Worked example: small team support
The default scenario uses 500 messages per day, 30 active days, 650 input tokens, 250 output tokens, and 30% cached input on GPT-5.4 mini.
Effective input price is 0.70 x $0.75 + 0.30 x $0.075 = $0.5475 per 1M input tokens. Monthly volume is 15,000 messages, 9.75M input tokens, and 3.75M output tokens.
API input cost is 9.75 x $0.5475 = $5.338125. API output cost is 3.75 x $4.50 = $16.875. Total API cost is $22.213125, displayed as $22.21 per month.
The ChatGPT Plus path is $20.00 per month. Local AI is $1,200 / 24 months plus 0.18 kW x 6 hours x 30 days x $0.20/kWh = $50.00 + $6.48 = $56.48 per month.
In this example the cheapest path is ChatGPT Plus. The API crosses the Plus cost at about 450.2 messages/day and the local monthly cost at about 1,271.3 messages/day, before model-quality, usage-limit, and privacy tradeoffs.
Is ChatGPT Plus worth it for my usage?
ChatGPT Plus is most compelling when your monthly API-equivalent usage is above the selected plan cost and your workflow fits inside ChatGPT plan limits. If usage is light, short, or occasional, API billing can be cheaper.
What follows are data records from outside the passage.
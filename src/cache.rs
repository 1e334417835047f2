//! Node Cache
//!
//! Path-keyed index into the navigation tree. One entry per live node; typed
//! lookups treat a kind mismatch as absent.

use crate::tree::NodeKind;
use crate::types::NodeId;
use std::collections::HashMap;
use std::path::{Path, PathBuf};

#[derive(Debug, Clone, Copy, PartialEq, Eq)]
struct CacheEntry {
    id: NodeId,
    kind: NodeKind,
}

#[derive(Debug, Default)]
pub struct NodeCache {
    entries: HashMap<PathBuf, CacheEntry>,
}

impl NodeCache {
    pub fn new() -> Self {
        Self::default()
    }

    pub fn len(&self) -> usize {
        self.entries.len()
    }

    pub fn is_empty(&self) -> bool {
        self.entries.is_empty()
    }

    pub fn contains(&self, path: &Path) -> bool {
        self.entries.contains_key(path)
    }

    pub fn get(&self, path: &Path) -> Option<NodeId> {
        self.entries.get(path).map(|e| e.id)
    }

    /// Lookup expecting `kind`; any other kind reads as absent.
    pub fn get_typed(&self, path: &Path, kind: NodeKind) -> Option<NodeId> {
        self.entries
            .get(path)
            .filter(|e| e.kind == kind)
            .map(|e| e.id)
    }

    pub fn get_folder(&self, path: &Path) -> Option<NodeId> {
        self.get_typed(path, NodeKind::Folder)
    }

    pub fn get_file(&self, path: &Path) -> Option<NodeId> {
        self.get_typed(path, NodeKind::File)
    }

    /// Register `path`, replacing any previous entry for it.
    pub(crate) fn insert(&mut self, path: PathBuf, id: NodeId, kind: NodeKind) -> Option<NodeId> {
        self.entries
            .insert(path, CacheEntry { id, kind })
            .map(|e| e.id)
    }

    pub(crate) fn remove(&mut self, path: &Path) -> Option<NodeId> {
        self.entries.remove(path).map(|e| e.id)
    }

    /// Remove `path` and every key below it.
    pub(crate) fn remove_under(&mut self, path: &Path) -> usize {
        let before = self.entries.len();
        self.entries.retain(|key, _| !key.starts_with(path));
        before - self.entries.len()
    }

    pub fn paths(&self) -> impl Iterator<Item = &Path> {
        self.entries.keys().map(PathBuf::as_path)
    }
}
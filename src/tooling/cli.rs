//! CLI Tooling
//!
//! Command-line interface for loading and watching log directory trees.

use crate::config::{ConfigLoader, NavigatorConfig};
use crate::error::{NavError, Result};
use crate::logging::LoggingConfig;
use crate::navigator::Navigator;
use crate::tooling::format::{format_event_line, format_tree_text};
use crate::types::ChangeEvent;
use crate::watch::{change_channel, NavigatorDaemon, NotifyChangeSource};
use clap::{Parser, Subcommand};
use std::path::PathBuf;
use std::sync::Arc;
use tracing::info;

/// Lognav CLI - live navigation tree over log directories
#[derive(Parser)]
#[command(name = "lognav")]
#[command(about = "Mirror log directories as a filtered tree that follows filesystem changes")]
pub struct Cli {
    #[command(subcommand)]
    pub command: Commands,

    /// Workspace directory (looked up for lognav.toml)
    #[arg(long, default_value = ".")]
    pub workspace: PathBuf,

    /// Configuration file path (overrides default config loading)
    #[arg(long)]
    pub config: Option<PathBuf>,

    /// File name filter, e.g. "*.log" (overrides config)
    #[arg(long)]
    pub filter: Option<String>,

    /// Log level (trace, debug, info, warn, error, off)
    #[arg(long)]
    pub log_level: Option<String>,

    /// Log format (json, text)
    #[arg(long)]
    pub log_format: Option<String>,

    /// Log output (stdout, stderr, file, file+stderr, both)
    #[arg(long)]
    pub log_output: Option<String>,

    /// Log file path (if output includes "file")
    #[arg(long)]
    pub log_file: Option<PathBuf>,
}

#[derive(Subcommand)]
pub enum Commands {
    /// Load roots once and print the tree
    Tree {
        /// Root directories (defaults to the configured roots)
        roots: Vec<PathBuf>,
        /// Output format: text or json
        #[arg(long, default_value = "text")]
        format: String,
        /// Include nodes hidden by the filter
        #[arg(long)]
        all: bool,
    },
    /// Load roots, watch them, and reprint the tree after every change
    Watch {
        /// Root directories (defaults to the configured roots)
        roots: Vec<PathBuf>,
        /// Include nodes hidden by the filter
        #[arg(long)]
        all: bool,
    },
}

/// CLI execution context
pub struct CliContext {
    config: NavigatorConfig,
    workspace_root: PathBuf,
}

impl CliContext {
    /// Create a new CLI context
    pub fn new(workspace_root: PathBuf, config_path: Option<PathBuf>) -> Result<Self> {
        let config = if let Some(cfg_path) = &config_path {
            ConfigLoader::load_from_file(cfg_path)?
        } else {
            ConfigLoader::load(&workspace_root)?
        };
        Ok(Self {
            config,
            workspace_root,
        })
    }

    /// Override the configured filter pattern.
    pub fn with_filter(mut self, pattern: Option<String>) -> Self {
        if let Some(pattern) = pattern {
            self.config.filter.pattern = pattern;
        }
        self
    }

    pub fn config(&self) -> &NavigatorConfig {
        &self.config
    }

    /// Logging settings with CLI flags applied on top of the config.
    pub fn logging_config(&self, cli: &Cli) -> LoggingConfig {
        let mut logging = self.config.logging.clone();
        if let Some(level) = &cli.log_level {
            logging.level = level.clone();
        }
        if let Some(format) = &cli.log_format {
            logging.format = format.clone();
        }
        if let Some(output) = &cli.log_output {
            logging.output = output.clone();
        }
        if let Some(file) = &cli.log_file {
            logging.file = Some(file.clone());
        }
        logging
    }

    /// Execute a CLI command
    pub fn execute(&self, command: &Commands) -> Result<String> {
        match command {
            Commands::Tree { roots, format, all } => self.handle_tree(roots, format, *all),
            Commands::Watch { roots, all } => self.handle_watch(roots, *all),
        }
    }

    fn resolve_roots(&self, roots: &[PathBuf]) -> Result<Vec<PathBuf>> {
        let roots: Vec<PathBuf> = if roots.is_empty() {
            self.config.roots.clone()
        } else {
            roots.to_vec()
        };
        if roots.is_empty() {
            return Err(NavError::InvalidArgument(
                "no roots given and none configured".to_string(),
            ));
        }
        Ok(roots
            .into_iter()
            .map(|root| {
                if root.is_absolute() {
                    root
                } else {
                    self.workspace_root.join(root)
                }
            })
            .collect())
    }

    fn handle_tree(&self, roots: &[PathBuf], format: &str, all: bool) -> Result<String> {
        let roots = self.resolve_roots(roots)?;
        // Nothing gets armed, so no event ever reaches the channel.
        let (tx, _rx) = change_channel();
        let source = Arc::new(NotifyChangeSource::new(tx, self.config.filter.case_sensitive));
        let navigator = Navigator::new(&self.config, source)?;
        for root in &roots {
            navigator.load_file_system_content(root, false)?;
        }

        let snapshot = navigator.snapshot();
        match format {
            "json" => {
                let view = if all { snapshot } else { snapshot.visible_only() };
                serde_json::to_string_pretty(&view)
                    .map_err(|e| NavError::InvalidArgument(format!("Failed to serialize tree: {}", e)))
            }
            "text" => Ok(format_tree_text(&snapshot, all)),
            other => Err(NavError::InvalidArgument(format!(
                "Invalid format: {} (expected text or json)",
                other
            ))),
        }
    }

    fn handle_watch(&self, roots: &[PathBuf], all: bool) -> Result<String> {
        let roots = self.resolve_roots(roots)?;
        let (tx, rx) = change_channel();
        let source = Arc::new(NotifyChangeSource::new(tx, self.config.filter.case_sensitive));
        let navigator = Arc::new(Navigator::new(&self.config, source)?);
        for root in &roots {
            navigator.load_root(root)?;
        }
        println!("{}", format_tree_text(&navigator.snapshot(), all));

        let printer = Arc::clone(&navigator);
        let daemon = NavigatorDaemon::new(Arc::clone(&navigator), self.config.watch.clone())
            .with_listener(Box::new(move |event: &ChangeEvent, result: &Result<()>| {
                println!("{}", format_event_line(event, result));
                println!("{}", format_tree_text(&printer.snapshot(), all));
            }));

        info!(roots = roots.len(), "Watching; press Ctrl-C to stop");
        let processed = daemon.run(rx);
        Ok(format!("Processed {} change events", processed))
    }
}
When does API become cheaper than ChatGPT Plus?
API is cheaper below the break-even messages per day shown in the result. That threshold depends on input tokens, output tokens, cached input share, model price, and active days per month.
How cached input changes API cost per message
Cached input lowers the effective input price only when a reusable context segment qualifies for cached billing. It helps most when prompts reuse the same long system instructions, policy text, or retrieval context.
How much does local AI really cost for a small team?
The direct local monthly cost is hardware amortization plus electricity plus any fixed operating extras. That still omits engineering time, updates, security review, backups, and quality gaps versus the API model.
At what usage does local AI beat cloud APIs?
Local AI beats the API on direct cash cost when the API monthly spend rises above local monthly amortized operating cost. The result still needs a quality check, because a local model may not be a drop-in substitute for a frontier cloud model.
What to do if your real token count is higher than your first estimate
Rerun the calculator with a low, expected, and high scenario after a week of real usage. Long context, file analysis, retries, and agent tool calls can make token volume much higher than a simple chat estimate.
How to use the same calculator for team pilots and private deployments
For team pilots, use real message counts and average prompt sizes. For private deployments, enter the hardware quote, measured wall power, amortization policy, and maintenance cost instead of the defaults.